◆ **DESCRIPTION OF THE TASK**: In the records below, the line with "epoch is tolerated" opens the range and the line with "let lo = j.saturating_sub(Self::WINDOW);" closes it; print that range exactly and nothing else.

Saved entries

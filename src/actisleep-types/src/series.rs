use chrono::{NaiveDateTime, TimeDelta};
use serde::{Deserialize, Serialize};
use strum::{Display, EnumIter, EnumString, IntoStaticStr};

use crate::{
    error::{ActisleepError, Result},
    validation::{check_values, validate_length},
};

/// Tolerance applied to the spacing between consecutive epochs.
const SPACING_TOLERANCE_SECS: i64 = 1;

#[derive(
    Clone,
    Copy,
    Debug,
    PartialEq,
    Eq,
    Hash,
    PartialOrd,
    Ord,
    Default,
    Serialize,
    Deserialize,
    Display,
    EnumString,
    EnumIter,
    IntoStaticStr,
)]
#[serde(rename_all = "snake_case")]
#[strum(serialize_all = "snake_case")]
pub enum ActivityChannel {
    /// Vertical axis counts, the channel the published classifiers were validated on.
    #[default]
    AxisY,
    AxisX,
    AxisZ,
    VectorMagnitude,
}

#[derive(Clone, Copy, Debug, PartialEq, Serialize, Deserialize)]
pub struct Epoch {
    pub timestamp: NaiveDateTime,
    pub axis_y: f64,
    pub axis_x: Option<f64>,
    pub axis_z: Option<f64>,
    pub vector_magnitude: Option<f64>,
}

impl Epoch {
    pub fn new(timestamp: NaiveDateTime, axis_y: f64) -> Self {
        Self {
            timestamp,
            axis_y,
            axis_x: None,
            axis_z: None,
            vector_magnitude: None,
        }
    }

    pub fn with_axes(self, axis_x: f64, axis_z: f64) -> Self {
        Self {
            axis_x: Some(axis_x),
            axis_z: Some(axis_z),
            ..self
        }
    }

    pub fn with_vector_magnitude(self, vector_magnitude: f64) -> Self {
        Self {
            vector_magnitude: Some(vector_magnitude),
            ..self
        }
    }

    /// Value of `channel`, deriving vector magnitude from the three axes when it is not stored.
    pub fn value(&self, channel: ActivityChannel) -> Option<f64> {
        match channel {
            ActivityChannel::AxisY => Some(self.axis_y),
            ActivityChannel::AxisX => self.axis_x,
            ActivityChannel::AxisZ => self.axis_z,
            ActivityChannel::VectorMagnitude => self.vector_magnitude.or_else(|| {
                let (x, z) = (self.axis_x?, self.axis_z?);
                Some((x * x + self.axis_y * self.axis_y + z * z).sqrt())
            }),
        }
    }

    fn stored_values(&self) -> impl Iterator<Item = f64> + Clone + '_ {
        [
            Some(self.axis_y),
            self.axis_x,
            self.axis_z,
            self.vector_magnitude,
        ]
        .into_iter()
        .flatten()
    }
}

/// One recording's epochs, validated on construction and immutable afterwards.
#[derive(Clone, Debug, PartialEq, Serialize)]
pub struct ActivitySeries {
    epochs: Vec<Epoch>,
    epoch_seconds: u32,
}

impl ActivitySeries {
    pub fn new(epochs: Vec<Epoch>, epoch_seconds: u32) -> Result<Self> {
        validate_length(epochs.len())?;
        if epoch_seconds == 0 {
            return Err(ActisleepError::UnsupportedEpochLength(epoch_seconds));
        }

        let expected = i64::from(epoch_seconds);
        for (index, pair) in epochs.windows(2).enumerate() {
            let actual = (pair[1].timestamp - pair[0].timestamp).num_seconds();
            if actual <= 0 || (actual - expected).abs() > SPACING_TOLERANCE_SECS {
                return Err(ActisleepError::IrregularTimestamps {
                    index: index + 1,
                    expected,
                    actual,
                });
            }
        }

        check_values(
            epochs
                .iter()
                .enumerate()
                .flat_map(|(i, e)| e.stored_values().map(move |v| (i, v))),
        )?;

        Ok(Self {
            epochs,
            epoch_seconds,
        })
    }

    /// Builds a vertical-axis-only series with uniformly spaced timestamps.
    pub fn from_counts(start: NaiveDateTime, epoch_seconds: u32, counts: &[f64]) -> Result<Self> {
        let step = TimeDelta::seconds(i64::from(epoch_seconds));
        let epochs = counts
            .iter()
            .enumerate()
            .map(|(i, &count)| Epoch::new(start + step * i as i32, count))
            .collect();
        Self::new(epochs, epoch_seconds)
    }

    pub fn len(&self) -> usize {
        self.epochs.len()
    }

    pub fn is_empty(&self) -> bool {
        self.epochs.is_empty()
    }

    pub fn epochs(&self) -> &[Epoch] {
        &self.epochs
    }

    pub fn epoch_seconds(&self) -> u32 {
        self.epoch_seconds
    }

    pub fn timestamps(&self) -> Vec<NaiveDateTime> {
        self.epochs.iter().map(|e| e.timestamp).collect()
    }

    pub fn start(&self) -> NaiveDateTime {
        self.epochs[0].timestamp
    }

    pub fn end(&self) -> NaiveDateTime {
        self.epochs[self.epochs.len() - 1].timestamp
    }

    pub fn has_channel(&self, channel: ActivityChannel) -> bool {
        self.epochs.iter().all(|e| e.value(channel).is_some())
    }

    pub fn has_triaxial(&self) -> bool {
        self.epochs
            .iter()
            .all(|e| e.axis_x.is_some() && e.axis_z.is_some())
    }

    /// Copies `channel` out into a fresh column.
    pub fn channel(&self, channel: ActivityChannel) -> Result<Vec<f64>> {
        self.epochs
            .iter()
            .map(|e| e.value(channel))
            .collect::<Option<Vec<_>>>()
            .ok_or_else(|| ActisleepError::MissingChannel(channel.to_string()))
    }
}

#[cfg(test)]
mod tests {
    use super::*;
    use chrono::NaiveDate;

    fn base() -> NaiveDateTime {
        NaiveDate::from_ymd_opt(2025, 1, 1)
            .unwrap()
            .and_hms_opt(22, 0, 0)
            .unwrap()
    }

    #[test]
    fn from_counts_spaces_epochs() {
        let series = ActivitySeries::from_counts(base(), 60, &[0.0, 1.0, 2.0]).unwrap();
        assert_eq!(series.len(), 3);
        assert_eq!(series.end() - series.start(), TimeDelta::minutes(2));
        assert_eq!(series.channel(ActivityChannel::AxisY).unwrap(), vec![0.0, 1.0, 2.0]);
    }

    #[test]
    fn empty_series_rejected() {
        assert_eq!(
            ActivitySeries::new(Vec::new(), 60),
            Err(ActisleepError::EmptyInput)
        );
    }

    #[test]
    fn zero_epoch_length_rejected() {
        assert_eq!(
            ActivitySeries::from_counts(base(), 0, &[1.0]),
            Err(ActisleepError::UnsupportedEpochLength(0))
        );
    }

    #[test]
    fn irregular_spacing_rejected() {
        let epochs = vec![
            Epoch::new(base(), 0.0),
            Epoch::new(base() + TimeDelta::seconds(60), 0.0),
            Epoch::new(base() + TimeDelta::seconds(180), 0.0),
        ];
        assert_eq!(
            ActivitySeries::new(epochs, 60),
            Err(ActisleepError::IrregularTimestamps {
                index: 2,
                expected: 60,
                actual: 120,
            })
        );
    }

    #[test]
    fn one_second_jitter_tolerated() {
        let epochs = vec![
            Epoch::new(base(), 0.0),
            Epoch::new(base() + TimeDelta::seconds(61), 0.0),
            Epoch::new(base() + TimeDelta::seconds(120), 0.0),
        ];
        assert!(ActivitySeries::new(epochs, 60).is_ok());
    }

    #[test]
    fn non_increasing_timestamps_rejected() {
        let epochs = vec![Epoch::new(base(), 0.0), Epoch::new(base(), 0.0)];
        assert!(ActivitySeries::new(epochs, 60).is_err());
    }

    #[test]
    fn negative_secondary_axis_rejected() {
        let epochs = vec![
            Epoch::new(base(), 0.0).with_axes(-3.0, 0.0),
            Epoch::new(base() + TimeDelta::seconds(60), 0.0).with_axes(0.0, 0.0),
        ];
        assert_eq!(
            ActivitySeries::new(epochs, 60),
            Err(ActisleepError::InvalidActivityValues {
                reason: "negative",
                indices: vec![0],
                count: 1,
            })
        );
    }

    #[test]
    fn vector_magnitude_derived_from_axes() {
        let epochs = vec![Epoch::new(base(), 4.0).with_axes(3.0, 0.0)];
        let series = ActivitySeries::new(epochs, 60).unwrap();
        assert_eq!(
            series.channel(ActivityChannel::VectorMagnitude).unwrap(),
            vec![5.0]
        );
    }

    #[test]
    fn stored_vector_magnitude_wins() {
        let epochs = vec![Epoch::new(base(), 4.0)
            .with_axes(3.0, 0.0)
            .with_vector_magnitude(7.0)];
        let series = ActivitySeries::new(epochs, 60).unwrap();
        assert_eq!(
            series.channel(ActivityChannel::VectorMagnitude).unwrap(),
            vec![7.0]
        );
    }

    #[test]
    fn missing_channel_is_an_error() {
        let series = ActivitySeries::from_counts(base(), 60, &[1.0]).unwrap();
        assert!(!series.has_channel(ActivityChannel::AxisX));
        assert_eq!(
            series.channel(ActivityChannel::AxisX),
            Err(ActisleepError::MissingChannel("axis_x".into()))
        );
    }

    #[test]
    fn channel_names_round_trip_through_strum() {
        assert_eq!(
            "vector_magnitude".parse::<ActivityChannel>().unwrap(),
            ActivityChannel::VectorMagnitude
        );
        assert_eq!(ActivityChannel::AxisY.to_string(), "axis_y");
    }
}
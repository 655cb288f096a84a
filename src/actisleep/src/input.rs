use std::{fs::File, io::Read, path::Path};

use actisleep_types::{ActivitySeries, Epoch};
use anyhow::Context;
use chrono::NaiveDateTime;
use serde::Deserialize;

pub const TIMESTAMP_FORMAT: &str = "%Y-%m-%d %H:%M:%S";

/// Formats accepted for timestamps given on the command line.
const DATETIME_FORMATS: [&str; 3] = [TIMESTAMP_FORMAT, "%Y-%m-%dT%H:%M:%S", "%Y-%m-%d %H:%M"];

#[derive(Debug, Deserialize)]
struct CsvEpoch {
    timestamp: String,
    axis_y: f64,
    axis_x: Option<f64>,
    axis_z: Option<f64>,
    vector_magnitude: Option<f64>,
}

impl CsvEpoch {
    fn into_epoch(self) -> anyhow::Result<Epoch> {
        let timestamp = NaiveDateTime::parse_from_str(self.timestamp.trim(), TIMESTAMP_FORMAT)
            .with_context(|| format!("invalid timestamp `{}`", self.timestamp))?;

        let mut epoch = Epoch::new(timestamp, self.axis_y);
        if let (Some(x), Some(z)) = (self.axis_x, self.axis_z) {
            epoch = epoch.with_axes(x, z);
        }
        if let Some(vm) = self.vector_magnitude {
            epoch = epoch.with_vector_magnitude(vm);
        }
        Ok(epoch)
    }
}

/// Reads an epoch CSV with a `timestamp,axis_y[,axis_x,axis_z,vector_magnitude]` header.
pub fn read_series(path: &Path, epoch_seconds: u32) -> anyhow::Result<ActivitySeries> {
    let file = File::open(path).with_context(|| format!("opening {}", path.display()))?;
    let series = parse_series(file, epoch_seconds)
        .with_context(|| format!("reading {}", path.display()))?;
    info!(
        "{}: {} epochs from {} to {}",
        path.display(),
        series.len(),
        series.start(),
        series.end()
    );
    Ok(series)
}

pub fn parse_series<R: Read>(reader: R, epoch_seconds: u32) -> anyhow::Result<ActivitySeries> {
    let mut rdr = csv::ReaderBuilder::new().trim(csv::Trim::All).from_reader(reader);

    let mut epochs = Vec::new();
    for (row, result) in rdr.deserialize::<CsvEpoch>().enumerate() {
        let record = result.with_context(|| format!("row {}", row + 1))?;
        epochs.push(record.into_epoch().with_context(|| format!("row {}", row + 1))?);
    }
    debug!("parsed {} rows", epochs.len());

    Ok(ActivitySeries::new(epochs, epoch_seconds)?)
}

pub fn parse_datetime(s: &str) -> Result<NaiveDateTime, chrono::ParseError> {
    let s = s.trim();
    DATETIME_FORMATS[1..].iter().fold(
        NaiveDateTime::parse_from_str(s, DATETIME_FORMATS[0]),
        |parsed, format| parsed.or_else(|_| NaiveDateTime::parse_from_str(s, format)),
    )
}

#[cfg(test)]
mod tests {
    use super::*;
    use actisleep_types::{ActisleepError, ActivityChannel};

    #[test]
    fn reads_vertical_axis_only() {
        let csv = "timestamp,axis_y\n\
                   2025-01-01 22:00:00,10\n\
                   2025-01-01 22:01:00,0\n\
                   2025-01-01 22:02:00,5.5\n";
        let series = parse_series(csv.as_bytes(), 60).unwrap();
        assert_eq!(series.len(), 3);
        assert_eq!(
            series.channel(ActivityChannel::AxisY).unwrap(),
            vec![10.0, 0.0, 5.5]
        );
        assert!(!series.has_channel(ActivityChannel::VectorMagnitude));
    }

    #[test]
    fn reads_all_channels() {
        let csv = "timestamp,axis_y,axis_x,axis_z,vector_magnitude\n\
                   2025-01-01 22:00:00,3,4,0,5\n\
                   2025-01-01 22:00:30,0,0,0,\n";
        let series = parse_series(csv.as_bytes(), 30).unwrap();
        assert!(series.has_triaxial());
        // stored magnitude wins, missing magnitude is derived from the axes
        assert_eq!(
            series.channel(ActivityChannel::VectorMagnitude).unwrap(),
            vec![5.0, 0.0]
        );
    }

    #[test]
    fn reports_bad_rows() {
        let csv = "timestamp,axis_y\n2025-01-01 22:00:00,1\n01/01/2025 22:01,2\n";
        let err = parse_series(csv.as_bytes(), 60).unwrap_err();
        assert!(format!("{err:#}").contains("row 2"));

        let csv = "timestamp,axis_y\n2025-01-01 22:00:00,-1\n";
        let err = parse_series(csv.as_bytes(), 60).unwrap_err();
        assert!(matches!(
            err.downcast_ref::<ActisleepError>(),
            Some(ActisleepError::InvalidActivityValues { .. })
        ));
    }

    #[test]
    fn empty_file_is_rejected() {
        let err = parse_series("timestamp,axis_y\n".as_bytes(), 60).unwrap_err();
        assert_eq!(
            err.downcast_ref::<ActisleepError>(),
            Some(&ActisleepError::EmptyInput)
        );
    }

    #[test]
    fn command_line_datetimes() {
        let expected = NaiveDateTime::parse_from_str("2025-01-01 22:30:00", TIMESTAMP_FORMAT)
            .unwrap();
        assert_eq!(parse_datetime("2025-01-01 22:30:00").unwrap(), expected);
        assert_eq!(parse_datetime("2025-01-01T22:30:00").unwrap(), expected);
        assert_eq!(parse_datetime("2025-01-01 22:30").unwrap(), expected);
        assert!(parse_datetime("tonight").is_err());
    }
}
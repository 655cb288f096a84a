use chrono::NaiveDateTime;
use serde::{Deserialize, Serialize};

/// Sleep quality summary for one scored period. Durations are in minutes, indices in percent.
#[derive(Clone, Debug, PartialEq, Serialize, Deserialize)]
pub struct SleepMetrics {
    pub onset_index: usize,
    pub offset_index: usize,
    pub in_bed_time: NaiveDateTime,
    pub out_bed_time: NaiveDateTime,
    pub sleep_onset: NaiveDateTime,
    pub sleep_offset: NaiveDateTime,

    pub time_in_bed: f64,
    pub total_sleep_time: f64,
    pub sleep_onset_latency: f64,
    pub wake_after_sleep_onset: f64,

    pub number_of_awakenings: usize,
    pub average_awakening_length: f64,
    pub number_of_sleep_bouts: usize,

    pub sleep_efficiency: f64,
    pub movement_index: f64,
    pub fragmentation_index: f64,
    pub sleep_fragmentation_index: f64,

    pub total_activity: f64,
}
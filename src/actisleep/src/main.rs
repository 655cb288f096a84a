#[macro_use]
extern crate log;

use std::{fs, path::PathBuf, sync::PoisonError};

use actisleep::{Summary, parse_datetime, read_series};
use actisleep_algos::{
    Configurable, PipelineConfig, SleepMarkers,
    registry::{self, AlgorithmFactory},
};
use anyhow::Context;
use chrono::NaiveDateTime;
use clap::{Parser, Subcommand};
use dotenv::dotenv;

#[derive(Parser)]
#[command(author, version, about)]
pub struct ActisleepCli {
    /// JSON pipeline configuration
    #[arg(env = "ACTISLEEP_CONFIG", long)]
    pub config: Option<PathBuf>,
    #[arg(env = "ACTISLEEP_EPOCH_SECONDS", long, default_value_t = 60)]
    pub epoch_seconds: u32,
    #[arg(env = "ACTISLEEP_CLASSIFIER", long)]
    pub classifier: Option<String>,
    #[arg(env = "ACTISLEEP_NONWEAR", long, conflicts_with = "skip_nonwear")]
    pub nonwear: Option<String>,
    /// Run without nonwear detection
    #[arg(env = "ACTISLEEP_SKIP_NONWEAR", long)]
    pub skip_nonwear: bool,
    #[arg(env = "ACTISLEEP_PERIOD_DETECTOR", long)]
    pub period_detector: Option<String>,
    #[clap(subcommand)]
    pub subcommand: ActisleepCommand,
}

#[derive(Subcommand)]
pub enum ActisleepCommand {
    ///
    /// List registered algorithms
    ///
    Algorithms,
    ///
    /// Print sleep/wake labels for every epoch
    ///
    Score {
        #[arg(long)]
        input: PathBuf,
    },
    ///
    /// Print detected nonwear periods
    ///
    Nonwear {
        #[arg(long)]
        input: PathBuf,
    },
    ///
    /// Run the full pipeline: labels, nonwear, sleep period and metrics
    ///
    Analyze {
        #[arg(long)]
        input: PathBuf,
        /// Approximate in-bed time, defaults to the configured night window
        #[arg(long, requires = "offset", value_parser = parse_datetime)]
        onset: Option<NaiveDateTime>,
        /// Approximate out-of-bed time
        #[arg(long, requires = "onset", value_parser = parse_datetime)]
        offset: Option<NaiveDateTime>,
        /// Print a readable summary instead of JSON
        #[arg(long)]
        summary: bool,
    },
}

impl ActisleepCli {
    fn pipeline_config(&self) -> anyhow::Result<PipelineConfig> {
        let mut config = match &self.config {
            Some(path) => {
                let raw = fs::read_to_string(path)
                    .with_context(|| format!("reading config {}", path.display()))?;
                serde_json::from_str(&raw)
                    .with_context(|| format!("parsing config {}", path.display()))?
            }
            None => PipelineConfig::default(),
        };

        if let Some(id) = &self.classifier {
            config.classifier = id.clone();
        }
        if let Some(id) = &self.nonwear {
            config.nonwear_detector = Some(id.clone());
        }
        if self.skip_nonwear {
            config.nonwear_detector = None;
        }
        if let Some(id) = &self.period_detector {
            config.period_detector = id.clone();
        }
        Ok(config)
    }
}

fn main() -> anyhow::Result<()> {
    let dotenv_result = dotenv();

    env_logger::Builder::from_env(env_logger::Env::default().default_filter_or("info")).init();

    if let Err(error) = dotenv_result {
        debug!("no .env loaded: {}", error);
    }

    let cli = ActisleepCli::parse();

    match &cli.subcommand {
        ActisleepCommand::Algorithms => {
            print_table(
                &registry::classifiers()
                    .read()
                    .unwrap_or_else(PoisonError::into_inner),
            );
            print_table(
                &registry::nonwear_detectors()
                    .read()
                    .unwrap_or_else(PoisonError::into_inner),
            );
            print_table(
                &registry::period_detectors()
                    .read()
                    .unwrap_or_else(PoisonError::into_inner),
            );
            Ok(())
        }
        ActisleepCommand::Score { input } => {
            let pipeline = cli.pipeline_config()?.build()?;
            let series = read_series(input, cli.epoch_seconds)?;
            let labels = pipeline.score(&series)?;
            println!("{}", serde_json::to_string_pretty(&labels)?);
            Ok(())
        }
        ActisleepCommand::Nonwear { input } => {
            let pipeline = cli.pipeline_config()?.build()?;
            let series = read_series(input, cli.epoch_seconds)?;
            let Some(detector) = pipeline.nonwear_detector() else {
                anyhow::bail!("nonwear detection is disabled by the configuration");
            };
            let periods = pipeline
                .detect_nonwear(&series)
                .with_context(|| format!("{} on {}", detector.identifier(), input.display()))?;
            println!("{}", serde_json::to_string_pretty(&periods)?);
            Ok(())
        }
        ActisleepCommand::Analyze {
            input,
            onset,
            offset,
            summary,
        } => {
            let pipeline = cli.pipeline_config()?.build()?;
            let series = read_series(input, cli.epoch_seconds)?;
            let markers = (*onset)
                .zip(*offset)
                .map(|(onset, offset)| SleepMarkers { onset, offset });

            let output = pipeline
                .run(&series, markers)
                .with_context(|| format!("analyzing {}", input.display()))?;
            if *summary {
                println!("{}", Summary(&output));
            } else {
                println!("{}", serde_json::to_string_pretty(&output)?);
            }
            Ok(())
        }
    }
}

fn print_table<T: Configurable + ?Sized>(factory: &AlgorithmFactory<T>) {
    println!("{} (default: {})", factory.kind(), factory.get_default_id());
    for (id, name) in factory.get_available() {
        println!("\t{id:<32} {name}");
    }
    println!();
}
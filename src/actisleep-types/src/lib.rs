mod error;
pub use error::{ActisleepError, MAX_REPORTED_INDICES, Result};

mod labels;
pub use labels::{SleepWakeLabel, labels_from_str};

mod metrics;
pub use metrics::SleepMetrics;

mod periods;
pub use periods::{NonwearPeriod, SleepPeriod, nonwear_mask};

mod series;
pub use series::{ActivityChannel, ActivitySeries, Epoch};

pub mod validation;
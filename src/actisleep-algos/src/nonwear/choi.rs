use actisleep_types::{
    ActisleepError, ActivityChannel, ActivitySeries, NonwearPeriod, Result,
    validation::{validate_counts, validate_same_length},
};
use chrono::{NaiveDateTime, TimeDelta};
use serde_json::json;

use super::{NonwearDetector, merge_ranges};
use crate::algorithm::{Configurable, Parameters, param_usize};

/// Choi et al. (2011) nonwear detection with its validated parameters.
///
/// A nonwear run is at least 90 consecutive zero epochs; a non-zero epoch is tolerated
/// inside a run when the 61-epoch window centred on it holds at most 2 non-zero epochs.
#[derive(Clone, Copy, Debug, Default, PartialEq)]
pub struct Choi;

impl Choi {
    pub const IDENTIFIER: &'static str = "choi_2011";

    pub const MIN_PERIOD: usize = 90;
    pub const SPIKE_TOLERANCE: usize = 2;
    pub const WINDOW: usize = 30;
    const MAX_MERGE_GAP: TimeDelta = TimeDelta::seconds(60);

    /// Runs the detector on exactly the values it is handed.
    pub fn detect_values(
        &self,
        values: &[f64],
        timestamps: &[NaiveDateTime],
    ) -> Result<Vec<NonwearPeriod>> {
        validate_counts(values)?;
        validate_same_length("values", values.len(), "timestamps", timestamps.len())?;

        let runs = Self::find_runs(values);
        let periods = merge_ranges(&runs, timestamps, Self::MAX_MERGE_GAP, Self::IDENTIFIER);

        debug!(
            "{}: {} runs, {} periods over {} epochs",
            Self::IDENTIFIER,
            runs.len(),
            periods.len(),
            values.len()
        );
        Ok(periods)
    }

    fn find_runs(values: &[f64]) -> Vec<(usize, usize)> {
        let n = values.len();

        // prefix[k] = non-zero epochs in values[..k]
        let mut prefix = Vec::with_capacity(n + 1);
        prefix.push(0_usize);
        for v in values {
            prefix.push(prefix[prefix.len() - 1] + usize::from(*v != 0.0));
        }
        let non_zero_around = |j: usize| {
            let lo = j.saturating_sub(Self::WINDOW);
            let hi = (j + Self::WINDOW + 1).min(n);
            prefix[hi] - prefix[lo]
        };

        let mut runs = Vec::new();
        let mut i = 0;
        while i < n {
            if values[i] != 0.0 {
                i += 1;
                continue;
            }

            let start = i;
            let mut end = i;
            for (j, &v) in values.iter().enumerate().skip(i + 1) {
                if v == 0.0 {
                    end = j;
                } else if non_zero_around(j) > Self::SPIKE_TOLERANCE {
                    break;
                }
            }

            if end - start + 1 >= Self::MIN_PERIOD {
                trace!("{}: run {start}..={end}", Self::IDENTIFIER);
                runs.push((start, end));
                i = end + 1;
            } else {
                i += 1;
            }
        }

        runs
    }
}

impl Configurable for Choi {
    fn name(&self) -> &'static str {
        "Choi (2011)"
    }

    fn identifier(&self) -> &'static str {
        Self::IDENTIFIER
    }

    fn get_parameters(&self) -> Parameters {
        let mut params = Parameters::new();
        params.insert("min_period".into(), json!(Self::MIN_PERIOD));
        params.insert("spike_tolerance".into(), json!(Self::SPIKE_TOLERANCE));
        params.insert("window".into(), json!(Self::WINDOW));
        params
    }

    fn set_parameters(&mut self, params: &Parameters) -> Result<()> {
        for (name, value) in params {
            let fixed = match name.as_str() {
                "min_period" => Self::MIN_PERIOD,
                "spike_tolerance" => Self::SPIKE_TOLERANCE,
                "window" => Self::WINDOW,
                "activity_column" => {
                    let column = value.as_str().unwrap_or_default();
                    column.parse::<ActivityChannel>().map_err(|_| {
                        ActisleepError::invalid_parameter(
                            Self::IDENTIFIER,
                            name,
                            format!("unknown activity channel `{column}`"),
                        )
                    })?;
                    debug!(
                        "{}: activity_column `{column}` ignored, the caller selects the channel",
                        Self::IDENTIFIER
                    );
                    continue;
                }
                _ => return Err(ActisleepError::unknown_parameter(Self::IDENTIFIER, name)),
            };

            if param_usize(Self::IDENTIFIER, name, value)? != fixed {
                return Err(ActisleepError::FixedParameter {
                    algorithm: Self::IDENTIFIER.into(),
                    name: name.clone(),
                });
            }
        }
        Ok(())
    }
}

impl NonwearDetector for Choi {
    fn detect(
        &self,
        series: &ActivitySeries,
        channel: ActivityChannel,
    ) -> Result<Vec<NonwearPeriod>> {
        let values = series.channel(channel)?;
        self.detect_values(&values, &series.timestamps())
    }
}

◆ **EXPECTED OUTPUT**:
/// A nonwear run is at least 90 consecutive zero epochs; a non-zero epoch is tolerated
/// inside a run when the 61-epoch window centred on it holds at most 2 non-zero epochs.
#[derive(Clone, Copy, Debug, Default, PartialEq)]
pub struct Choi;

impl Choi {
    pub const IDENTIFIER: &'static str = "choi_2011";

    pub const MIN_PERIOD: usize = 90;
    pub const SPIKE_TOLERANCE: usize = 2;
    pub const WINDOW: usize = 30;
    const MAX_MERGE_GAP: TimeDelta = TimeDelta::seconds(60);

    /// Runs the detector on exactly the values it is handed.
    pub fn detect_values(
        &self,
        values: &[f64],
        timestamps: &[NaiveDateTime],
    ) -> Result<Vec<NonwearPeriod>> {
        validate_counts(values)?;
        validate_same_length("values", values.len(), "timestamps", timestamps.len())?;

        let runs = Self::find_runs(values);
        let periods = merge_ranges(&runs, timestamps, Self::MAX_MERGE_GAP, Self::IDENTIFIER);

        debug!(
            "{}: {} runs, {} periods over {} epochs",
            Self::IDENTIFIER,
            runs.len(),
            periods.len(),
            values.len()
        );
        Ok(periods)
    }

    fn find_runs(values: &[f64]) -> Vec<(usize, usize)> {
        let n = values.len();

        // prefix[k] = non-zero epochs in values[..k]
        let mut prefix = Vec::with_capacity(n + 1);
        prefix.push(0_usize);
        for v in values {
            prefix.push(prefix[prefix.len() - 1] + usize::from(*v != 0.0));
        }
        let non_zero_around = |j: usize| {
            let lo = j.saturating_sub(Self::WINDOW);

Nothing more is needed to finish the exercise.